A questo punto occorre chiedersi che cosa devono fare le aziende italiane. Come si devono comportare in concreto? Quali sono gli spunti di riflessione che le stesse devono trarre da questi episodi? La risposta è la più semplice. Le aziende italiane devono celermente far tesoro di tali provvedimenti. Devono altresì sentire e far proprio il concetto di Accountability, ossia, in parole semplici, avere la consapevolezza della necessità dell’esistenza di una giustificazione in ogni scelta e decisione compiuta; avere altresì la giusta accortezza, accompagnata da un razionale senso di preoccupazione, nell’adeguarsi prima possibile alle migliori prassi operative e di sicurezza e nell’adottare i provvedimenti più idonei ed opportuni.

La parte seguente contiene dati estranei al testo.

//! The ETL run: catalog tree first, then the activity log tree.

use std::path::Path;
use sqlx::Connection;
use tokio::runtime::Runtime;
use tracing::info;

use crate::db;
use crate::ingest::{self, LogFileHandler, SongFileHandler};

/// Load every catalog file, then every log file, committing per file.
///
/// Catalog files go first so the key resolver can link songplays to the
/// songs and artists they reference.
pub fn cmd_run(
    rt: &Runtime,
    db_url: &str,
    song_root: &Path,
    log_root: &Path,
    extension: &str,
) -> anyhow::Result<()> {
    rt.block_on(async {
        let mut conn = db::init_db(db_url).await?;

        let songs =
            ingest::process_data(&mut conn, song_root, extension, &SongFileHandler).await?;
        let logs = ingest::process_data(&mut conn, log_root, extension, &LogFileHandler).await?;

        info!(
            song_files = songs.files_found,
            log_files = logs.files_found,
            songplays = logs.rows.songplays,
            unmatched = logs.rows.unmatched,
            "ETL run complete"
        );

        let counts = db::table_counts(&mut conn).await?;
        println!("Loaded tables: {}", counts);

        conn.close().await?;
        Ok::<(), anyhow::Error>(())
    })
}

A tale riguardo, basti pensare alla vicenda austriaca, una problematica quella della cartellonistica informativa inerente alla video sorveglianza spesso sottovalutata dalle pmi e micro imprese italiane che, forse per mancanza di tempo o per la poca attenzione alla materia della privacy, non hanno mai adeguato le informative riguardanti le aree sottoposte a video sorveglianza, in alcuni casi omettendo l’esposizione di cartelli informativi nei luoghi dove vi è un sistema di video sorveglianza attivo.

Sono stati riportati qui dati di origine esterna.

//! Network construction from interface records.

use std::collections::HashMap;

use tracing::debug;

use crate::domain::{
    Activity, ActivityId, ActivityKind, ActivityPayload, ConnectionStatus, Event, EventId,
    EventTime, HeadwayOrder, StationId,
};

use super::{ActivityRecord, EventActivityNetwork, EventRecord, StructuralError};

impl EventActivityNetwork {
    /// Builds the network from the events, activities and end-of-trip
    /// tables.
    ///
    /// Every activity is cross-linked into its source's outgoing and its
    /// target's incoming list (ordered by activity id). Headway rows are
    /// paired through their explicit counterpart column when present;
    /// otherwise the partner is recovered by symmetric-endpoint search,
    /// preferring the adjacent row since exporters write pairs
    /// consecutively.
    ///
    /// # Errors
    ///
    /// Fails with a [`StructuralError`] on empty tables, non-contiguous
    /// ids, unknown endpoints, self-loops, or unpairable headways. A graph
    /// that fails here is never partially constructed.
    pub fn from_records(
        events: &[EventRecord],
        activities: &[ActivityRecord],
        end_of_trip: &[u32],
        period: i64,
    ) -> Result<Self, StructuralError> {
        if events.is_empty() {
            return Err(StructuralError::NoEvents);
        }
        if activities.is_empty() {
            return Err(StructuralError::NoActivities);
        }

        let mut event_rows: Vec<&EventRecord> = events.iter().collect();
        event_rows.sort_by_key(|r| r.id);
        for (index, row) in event_rows.iter().enumerate() {
            let expected = index as u32 + 1;
            if row.id != expected {
                return Err(StructuralError::NonContiguousEventId {
                    expected,
                    found: row.id,
                });
            }
        }

        let mut activity_rows: Vec<&ActivityRecord> = activities.iter().collect();
        activity_rows.sort_by_key(|r| r.id);
        for (index, row) in activity_rows.iter().enumerate() {
            let expected = index as u32 + 1;
            if row.id != expected {
                return Err(StructuralError::NonContiguousActivityId {
                    expected,
                    found: row.id,
                });
            }
        }

        let event_count = event_rows.len() as u32;
        for row in &activity_rows {
            for endpoint in [row.source, row.target] {
                if endpoint == 0 || endpoint > event_count {
                    return Err(StructuralError::UnknownEndpoint {
                        activity: row.id,
                        event: endpoint,
                    });
                }
            }
            if row.source == row.target {
                return Err(StructuralError::SelfLoop(ActivityId::new(row.id)));
            }
        }

        let counterparts = pair_headways(&activity_rows)?;

        let mut built_events: Vec<Event> = event_rows
            .iter()
            .map(|row| Event {
                id: EventId::new(row.id),
                periodic_id: row.periodic_id,
                kind: row.kind,
                station: row.station.map(StationId::new).unwrap_or(StationId::NONE),
                time: EventTime::new(row.time),
                // Sentinel until a disposition timetable is loaded.
                dispo_time: EventTime::new(row.time - 1),
                source_delay: 0,
                weight: row.weight,
                is_start_of_trip: false,
                is_end_of_trip: false,
                outgoing: Vec::new(),
                incoming: Vec::new(),
            })
            .collect();

        let mut drive = Vec::new();
        let mut wait = Vec::new();
        let mut turnaround = Vec::new();
        let mut change = Vec::new();
        let mut headway = Vec::new();

        let built_activities: Vec<Activity> = activity_rows
            .iter()
            .map(|row| {
                let id = ActivityId::new(row.id);
                let payload = match row.kind {
                    ActivityKind::Drive => {
                        drive.push(id);
                        ActivityPayload::Drive
                    }
                    ActivityKind::Wait => {
                        wait.push(id);
                        ActivityPayload::Wait
                    }
                    ActivityKind::Turnaround => {
                        turnaround.push(id);
                        ActivityPayload::Turnaround
                    }
                    ActivityKind::Change => {
                        change.push(id);
                        ActivityPayload::Change {
                            status: ConnectionStatus::Unset,
                        }
                    }
                    ActivityKind::Headway => {
                        headway.push(id);
                        ActivityPayload::Headway {
                            counterpart: counterparts[&row.id],
                            order: HeadwayOrder::Unset,
                        }
                    }
                };
                Activity {
                    id,
                    periodic_id: row.periodic_id,
                    source: EventId::new(row.source),
                    target: EventId::new(row.target),
                    lower_bound: row.lower_bound,
                    upper_bound: row.upper_bound,
                    weight: row.weight,
                    source_delay: 0,
                    payload,
                }
            })
            .collect();

        // Cross-link incident lists; ascending activity id because the rows
        // were sorted above.
        for activity in &built_activities {
            built_events[activity.source.index()].outgoing.push(activity.id);
            built_events[activity.target.index()].incoming.push(activity.id);
        }

        // Trip boundary flags: a trip starts where no drive/wait enters and
        // ends where the marker table says so, or where no drive/wait
        // leaves.
        for event in &mut built_events {
            event.is_start_of_trip = !event
                .incoming
                .iter()
                .any(|&a| built_activities[a.index()].is_on_trip());
            event.is_end_of_trip = !event
                .outgoing
                .iter()
                .any(|&a| built_activities[a.index()].is_on_trip());
        }
        for &id in end_of_trip {
            if id == 0 || id > event_count {
                return Err(StructuralError::UnknownEvent(id));
            }
            built_events[id as usize - 1].is_end_of_trip = true;
        }

        let network = Self {
            events: built_events,
            activities: built_activities,
            drive,
            wait,
            turnaround,
            change,
            headway,
            period,
        };

        let stats = network.statistics();
        debug!(
            events = stats.events,
            drive = stats.drive,
            wait = stats.wait,
            turnaround = stats.turnaround,
            change = stats.change,
            headway = stats.headway,
            "event-activity network built"
        );

        Ok(network)
    }
}

/// Resolves every headway row to its reverse-direction partner.
fn pair_headways(
    rows: &[&ActivityRecord],
) -> Result<HashMap<u32, ActivityId>, StructuralError> {
    // Endpoint index over headway rows only.
    let mut by_endpoints: HashMap<(u32, u32), Vec<u32>> = HashMap::new();
    for row in rows {
        if row.kind == ActivityKind::Headway {
            by_endpoints
                .entry((row.source, row.target))
                .or_default()
                .push(row.id);
        }
    }

    let mut counterparts = HashMap::new();
    for row in rows {
        if row.kind != ActivityKind::Headway {
            continue;
        }
        if let Some(explicit) = row.counterpart {
            // Rows are contiguous and sorted, so the id doubles as index.
            let partner = rows
                .get(explicit.wrapping_sub(1) as usize)
                .filter(|partner| partner.kind == ActivityKind::Headway)
                .ok_or(StructuralError::UnpairedHeadway(ActivityId::new(row.id)))?;
            counterparts.insert(row.id, ActivityId::new(partner.id));
            continue;
        }
        let reversed = by_endpoints
            .get(&(row.target, row.source))
            .map(Vec::as_slice)
            .unwrap_or(&[]);
        // Pairs are normally exported adjacently; prefer the neighbouring
        // row when several share the same endpoints.
        let partner = reversed
            .iter()
            .find(|&&id| id == row.id + 1 || id + 1 == row.id)
            .or_else(|| reversed.first())
            .copied()
            .ok_or(StructuralError::UnpairedHeadway(ActivityId::new(row.id)))?;
        counterparts.insert(row.id, ActivityId::new(partner));
    }
    Ok(counterparts)
}

#[cfg(test)]
mod tests {
    use super::super::testutil::{act, ev};
    use super::*;
    use crate::domain::EventKind;

    fn simple_events() -> Vec<EventRecord> {
        vec![
            ev(1, EventKind::Departure, 0, 1),
            ev(2, EventKind::Arrival, 600, 2),
        ]
    }

    #[test]
    fn rejects_empty_tables() {
        let events = simple_events();
        let activities = vec![act(1, ActivityKind::Drive, 1, 2, 540)];

        assert_eq!(
            EventActivityNetwork::from_records(&[], &activities, &[], 3600).unwrap_err(),
            StructuralError::NoEvents
        );
        assert_eq!(
            EventActivityNetwork::from_records(&events, &[], &[], 3600).unwrap_err(),
            StructuralError::NoActivities
        );
    }

    #[test]
    fn rejects_gap_in_event_ids() {
        let events = vec![
            ev(1, EventKind::Departure, 0, 1),
            ev(3, EventKind::Arrival, 600, 2),
        ];
        let activities = vec![act(1, ActivityKind::Drive, 1, 3, 540)];

        assert_eq!(
            EventActivityNetwork::from_records(&events, &activities, &[], 3600).unwrap_err(),
            StructuralError::NonContiguousEventId {
                expected: 2,
                found: 3
            }
        );
    }

    #[test]
    fn rejects_unknown_endpoint_and_self_loop() {
        let events = simple_events();

        let dangling = vec![act(1, ActivityKind::Drive, 1, 9, 540)];
        assert_eq!(
            EventActivityNetwork::from_records(&events, &dangling, &[], 3600).unwrap_err(),
            StructuralError::UnknownEndpoint {
                activity: 1,
                event: 9
            }
        );

        let looped = vec![act(1, ActivityKind::Drive, 1, 1, 540)];
        assert_eq!(
            EventActivityNetwork::from_records(&events, &looped, &[], 3600).unwrap_err(),
            StructuralError::SelfLoop(ActivityId::new(1))
        );
    }

    #[test]
    fn cross_links_are_ordered_by_activity_id() {
        let events = vec![
            ev(1, EventKind::Departure, 0, 1),
            ev(2, EventKind::Arrival, 600, 2),
            ev(3, EventKind::Arrival, 700, 3),
        ];
        let activities = vec![
            act(2, ActivityKind::Drive, 1, 3, 600),
            act(1, ActivityKind::Drive, 1, 2, 540),
        ];
        let net = EventActivityNetwork::from_records(&events, &activities, &[], 3600).unwrap();

        let outgoing = &net.event(EventId::new(1)).outgoing;
        assert_eq!(outgoing, &[ActivityId::new(1), ActivityId::new(2)]);
    }

    #[test]
    fn headways_pair_by_symmetric_endpoints() {
        let events = vec![
            ev(1, EventKind::Departure, 0, 1),
            ev(2, EventKind::Departure, 120, 1),
            ev(3, EventKind::Arrival, 600, 2),
            ev(4, EventKind::Arrival, 720, 2),
        ];
        let activities = vec![
            act(1, ActivityKind::Drive, 1, 3, 540),
            act(2, ActivityKind::Drive, 2, 4, 540),
            act(3, ActivityKind::Headway, 1, 2, 120),
            act(4, ActivityKind::Headway, 2, 1, 120),
        ];
        let net = EventActivityNetwork::from_records(&events, &activities, &[], 3600).unwrap();

        assert_eq!(
            net.activity(ActivityId::new(3)).counterpart(),
            Some(ActivityId::new(4))
        );
        assert_eq!(
            net.activity(ActivityId::new(4)).counterpart(),
            Some(ActivityId::new(3))
        );
    }

    #[test]
    fn explicit_counterpart_column_wins_and_is_validated() {
        let events = vec![
            ev(1, EventKind::Departure, 0, 1),
            ev(2, EventKind::Departure, 120, 1),
            ev(3, EventKind::Arrival, 600, 2),
            ev(4, EventKind::Arrival, 720, 2),
        ];
        let mut activities = vec![
            act(1, ActivityKind::Drive, 1, 3, 540),
            act(2, ActivityKind::Drive, 2, 4, 540),
            act(3, ActivityKind::Headway, 1, 2, 120),
            act(4, ActivityKind::Headway, 2, 1, 120),
        ];
        activities[2].counterpart = Some(4);
        activities[3].counterpart = Some(3);
        let net = EventActivityNetwork::from_records(&events, &activities, &[], 3600).unwrap();
        assert_eq!(
            net.activity(ActivityId::new(3)).counterpart(),
            Some(ActivityId::new(4))
        );

        // Pointing at a non-headway row is rejected outright.
        activities[2].counterpart = Some(1);
        assert_eq!(
            EventActivityNetwork::from_records(&events, &activities, &[], 3600).unwrap_err(),
            StructuralError::UnpairedHeadway(ActivityId::new(3))
        );
    }

    #[test]
    fn unpaired_headway_is_rejected() {
        let events = vec![
            ev(1, EventKind::Departure, 0, 1),
            ev(2, EventKind::Departure, 120, 1),
            ev(3, EventKind::Arrival, 600, 2),
        ];
        let activities = vec![
            act(1, ActivityKind::Drive, 1, 3, 540),
            act(2, ActivityKind::Headway, 1, 2, 120),
        ];

        assert_eq!(
            EventActivityNetwork::from_records(&events, &activities, &[], 3600).unwrap_err(),
            StructuralError::UnpairedHeadway(ActivityId::new(2))
        );
    }

    #[test]
    fn trip_boundaries_are_derived_and_marked() {
        let events = vec![
            ev(1, EventKind::Departure, 0, 1),
            ev(2, EventKind::Arrival, 600, 2),
            ev(3, EventKind::Departure, 700, 2),
            ev(4, EventKind::Arrival, 1200, 3),
        ];
        let activities = vec![
            act(1, ActivityKind::Drive, 1, 2, 540),
            act(2, ActivityKind::Wait, 2, 3, 60),
            act(3, ActivityKind::Drive, 3, 4, 450),
        ];
        let net =
            EventActivityNetwork::from_records(&events, &activities, &[4], 3600).unwrap();

        assert!(net.event(EventId::new(1)).is_start_of_trip);
        assert!(!net.event(EventId::new(2)).is_start_of_trip);
        assert!(!net.event(EventId::new(2)).is_end_of_trip);
        assert!(net.event(EventId::new(4)).is_end_of_trip);
    }

    #[test]
    fn dispo_time_starts_at_sentinel() {
        let events = simple_events();
        let activities = vec![act(1, ActivityKind::Drive, 1, 2, 540)];
        let net = EventActivityNetwork::from_records(&events, &activities, &[], 3600).unwrap();

        assert_eq!(net.event(EventId::new(1)).dispo_time, EventTime::new(-1));
        assert_eq!(net.event(EventId::new(2)).dispo_time, EventTime::new(599));
    }
}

Dalla sanzione all’azienda tedesca si evince invece che le autorità garanti per la privacy non infliggeranno sanzioni per la mera avvenuta violazione ai sistemi che custodiscono dati personali, se non a seguito di un accertamento dal quale emergano gravi criticità a livello di sicurezza informatica, come il grosso errore di conservare la password di un account in chiaro all’interno delle memorie informatiche aziendali, senza l’utilizzo di sistemi di cifratura. Le aziende italiane dovrebbero essere ogni giorno più consapevoli e attente; anche l’adozione di una politica per la gestione del data breach (incidente informatico) non accompagnata da un sistema per identificare gli attacchi informatici e per capire che sta avvenendo un attacco informatico che potrebbe a sua volta scaturire un data breach, è una cattiva abitudine assai ricorrente e gradualmente da eliminare.

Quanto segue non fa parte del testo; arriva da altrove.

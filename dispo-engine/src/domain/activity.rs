//! Non-periodic activities: the typed edges of the event-activity network.
//!
//! The concrete activity kinds differ only in a small amount of extra state
//! (the tri-state decisions on changes and headways), so the model is a
//! single `Activity` struct with the shared fields and a payload enum for
//! the kind-specific part.

use std::fmt;

use serde::{Deserialize, Serialize};

use super::{ActivityId, EventId};

/// The kind of an activity.
#[derive(Debug, Clone, Copy, PartialEq, Eq, Hash, Serialize, Deserialize)]
#[serde(rename_all = "lowercase")]
pub enum ActivityKind {
    /// A vehicle moving between two stations.
    Drive,
    /// A vehicle dwelling at a station between arrival and departure.
    Wait,
    /// A vehicle ending one trip and starting another.
    Turnaround,
    /// A passenger transfer from an arrival to a departure.
    Change,
    /// A minimum-separation constraint between two movements sharing
    /// infrastructure.
    Headway,
}

impl fmt::Display for ActivityKind {
    fn fmt(&self, f: &mut fmt::Formatter<'_>) -> fmt::Result {
        let name = match self {
            ActivityKind::Drive => "drive",
            ActivityKind::Wait => "wait",
            ActivityKind::Turnaround => "turnaround",
            ActivityKind::Change => "change",
            ActivityKind::Headway => "headway",
        };
        f.write_str(name)
    }
}

/// Whether a passenger connection survives the disposition timetable.
#[derive(Debug, Clone, Copy, PartialEq, Eq, Hash, Default)]
pub enum ConnectionStatus {
    /// Not yet decided.
    #[default]
    Unset,
    /// The disposition times leave enough room for the transfer.
    Maintained,
    /// The connecting departure leaves before the transfer is possible.
    Missed,
}

/// Which direction of a headway pair holds under the disposition timetable.
#[derive(Debug, Clone, Copy, PartialEq, Eq, Hash, Default)]
pub enum HeadwayOrder {
    /// Not yet decided.
    #[default]
    Unset,
    /// This direction goes first; its separation bound is enforced.
    Granted,
    /// The counterpart direction goes first.
    Yielded,
}

/// Kind-specific state of an activity.
#[derive(Debug, Clone, PartialEq, Eq)]
pub enum ActivityPayload {
    Drive,
    Wait,
    Turnaround,
    Change {
        status: ConnectionStatus,
    },
    Headway {
        /// The reverse-direction activity of the same station pair.
        counterpart: ActivityId,
        order: HeadwayOrder,
    },
}

impl ActivityPayload {
    pub fn kind(&self) -> ActivityKind {
        match self {
            ActivityPayload::Drive => ActivityKind::Drive,
            ActivityPayload::Wait => ActivityKind::Wait,
            ActivityPayload::Turnaround => ActivityKind::Turnaround,
            ActivityPayload::Change { .. } => ActivityKind::Change,
            ActivityPayload::Headway { .. } => ActivityKind::Headway,
        }
    }
}

/// A non-periodic activity connecting two events.
///
/// Owned by the [`EventActivityNetwork`](crate::network::EventActivityNetwork)
/// arena; `source` and `target` are arena ids, never references, so the graph
/// can be mutated freely during traversal bookkeeping.
#[derive(Debug, Clone)]
pub struct Activity {
    pub id: ActivityId,
    /// Id of the periodic activity this one was rolled out from.
    pub periodic_id: u32,
    pub source: EventId,
    pub target: EventId,
    /// Minimum duration in seconds.
    pub lower_bound: i64,
    /// Maximum duration in seconds.
    pub upper_bound: i64,
    /// Passenger weight accumulated onto this activity during propagation.
    pub weight: f64,
    /// Externally injected primary delay, in seconds.
    pub source_delay: i64,
    pub payload: ActivityPayload,
}

impl Activity {
    pub fn kind(&self) -> ActivityKind {
        self.payload.kind()
    }

    pub fn is_change(&self) -> bool {
        matches!(self.payload, ActivityPayload::Change { .. })
    }

    pub fn is_headway(&self) -> bool {
        matches!(self.payload, ActivityPayload::Headway { .. })
    }

    /// True for drive and wait activities, which keep a passenger on the
    /// same physical vehicle run.
    pub fn is_on_trip(&self) -> bool {
        matches!(
            self.payload,
            ActivityPayload::Drive | ActivityPayload::Wait
        )
    }

    /// The paired reverse-direction activity, for headways.
    pub fn counterpart(&self) -> Option<ActivityId> {
        match self.payload {
            ActivityPayload::Headway { counterpart, .. } => Some(counterpart),
            _ => None,
        }
    }

    /// The connection decision, for changes.
    pub fn connection_status(&self) -> Option<ConnectionStatus> {
        match self.payload {
            ActivityPayload::Change { status } => Some(status),
            _ => None,
        }
    }

    /// The priority decision, for headways.
    pub fn headway_order(&self) -> Option<HeadwayOrder> {
        match self.payload {
            ActivityPayload::Headway { order, .. } => Some(order),
            _ => None,
        }
    }

    pub(crate) fn set_connection_status(&mut self, status: ConnectionStatus) {
        if let ActivityPayload::Change { status: s } = &mut self.payload {
            *s = status;
        }
    }

    pub(crate) fn set_headway_order(&mut self, order: HeadwayOrder) {
        if let ActivityPayload::Headway { order: o, .. } = &mut self.payload {
            *o = order;
        }
    }
}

Dalla vicenda portoghese si traggono molti spunti di riflessione in ordine all’attuale stato dei sistemi informativi delle aziende sanitarie, private e pubbliche. Nel nostro territorio esistono strutture che sono al passo con i tempi e con la normativa, entrambi in continua evoluzione, ma esistono molte realtà in cui la situazione è la medesima della struttura ospedaliera portoghese perché la revisione delle politiche di accesso al dato e l’attuazione di queste politiche all’interno del sistema informativo aziendale è ancora in fase iniziale, perché ci sono sistemi e software oramai datati, data protection officer condiviso su più aziende che non riesce a star dietro alle esigenze della singola azienda ospedaliera.

Ancora. Dal mega provvedimento sanzionatorio inflitto a Google dal Garante privacy francese, le aziende italiane devono prendere consapevolezza e coscienza della natura sovranazionale del GDPR. Il provvedimento deve rappresentare un monito per tutte le aziende italiane che trattano dati personali di utenti residenti nei diversi Stati membri. Basti pensare ai fornitori di servizi, ai negozi online, e alle imprese che hanno scambi commerciali rilevanti con altri Paesi; tutti questi soggetti sono già chiamati a prestare la massima attenzione alle disposizioni previste dal GDPR.

Infine, non ci si può esimere dall’ammonire sul peso che avrà il provvedimento del Garante privacy italiano ben al di là del caso specifico che ha coinvolto la piattaforma Rousseau. La politica, infatti, come ogni altro aspetto e settore della nostra vita sono già da tempo oggetto di un processo di datificazione a tutti noi noto, e questo farà del Garante per la protezione dei dati personali, ogni giorno di più, un’Autorità importantissima per la tutela della democrazia, così come dell’economia e del progresso in generale.